I am seeing loss of data in below scenario :
- filebeat is sending data to elasticsearch from a json file
- elasticsearch is down
- multiple ( say 5 ) files are created during this time due to file rotation policy. files are named like below :
log.json ( actual input file for filebeat )

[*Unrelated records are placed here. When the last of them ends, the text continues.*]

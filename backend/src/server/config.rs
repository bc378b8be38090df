//! HTTP server configuration object and helpers.

use actix_web::cookie::{Key, SameSite};
use backend::inbound::http::session_config::SessionSettings;
use backend::outbound::mail::HttpMailerConfig;
use backend::outbound::persistence::DbPool;
use std::net::SocketAddr;

#[cfg(feature = "metrics")]
use actix_web_prom::PrometheusMetrics;

/// Builder-style configuration for creating the HTTP server.
pub struct ServerConfig {
    pub(crate) key: Key,
    pub(crate) cookie_secure: bool,
    pub(crate) same_site: SameSite,
    pub(crate) ttl_hours: i64,
    pub(crate) bind_addr: SocketAddr,
    pub(crate) contact_inbox: String,
    pub(crate) db_pool: Option<DbPool>,
    pub(crate) mailer: Option<HttpMailerConfig>,
    #[cfg(feature = "metrics")]
    pub(crate) prometheus: Option<PrometheusMetrics>,
}

impl ServerConfig {
    /// Construct a server configuration from validated session settings.
    #[must_use]
    pub fn new(
        session: SessionSettings,
        bind_addr: SocketAddr,
        contact_inbox: impl Into<String>,
    ) -> Self {
        let SessionSettings {
            key,
            cookie_secure,
            same_site,
            ttl_hours,
        } = session;
        Self {
            key,
            cookie_secure,
            same_site,
            ttl_hours,
            bind_addr,
            contact_inbox: contact_inbox.into(),
            db_pool: None,
            mailer: None,
            #[cfg(feature = "metrics")]
            prometheus: None,
        }
    }

    /// Attach a database connection pool.
    ///
    /// Without one every store is an in-memory fixture, which is only useful
    /// for local smoke tests.
    #[must_use]
    pub fn with_db_pool(mut self, pool: DbPool) -> Self {
        self.db_pool = Some(pool);
        self
    }

    /// Send email through the HTTP mail API instead of logging it.
    #[must_use]
    pub fn with_mailer(mut self, mailer: HttpMailerConfig) -> Self {
        self.mailer = Some(mailer);
        self
    }

    #[cfg(feature = "metrics")]
    /// Attach Prometheus middleware to the configuration.
    #[must_use]
    pub fn with_metrics(mut self, prometheus: Option<PrometheusMetrics>) -> Self {
        self.prometheus = prometheus;
        self
    }
}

arch_2017-10-17.1.json ( format : arch_{date}.{number}.json )
arch_2017-10-17.2.json
arch_2017-10-17.3.json
arch_2017-10-17.4.json
When I restarted elasticsearch, and checked Kibana I could only see the entries from log.json and arch_2017-10-17.1.json. Entries from rest of the files are missing.
Filebeat.yml :
filebeat.prospectors:
-
input_type: log
paths:
- C:\Users\log.json
document_type: json
json.keys_under_root: true
json.add_error_key: true
json.overwrite_keys: true
scan_frequency: 1s
fields_under_root: true
close_inactive: 24h
clean_removed: false
close_removed: false - C:\Users\log.json
output.elasticsearch:
hosts: ["localhost:9200"]
index: "elastbeat-%{+yyyy.MM.dd}"
pipeline: "filebeat_pipeline"
bulk_max_size: 2048
processors:
- drop_fields:
fields: ["beat.version","input_type","offset", "tags"]
What may be reason for the entries not seen in Kibana?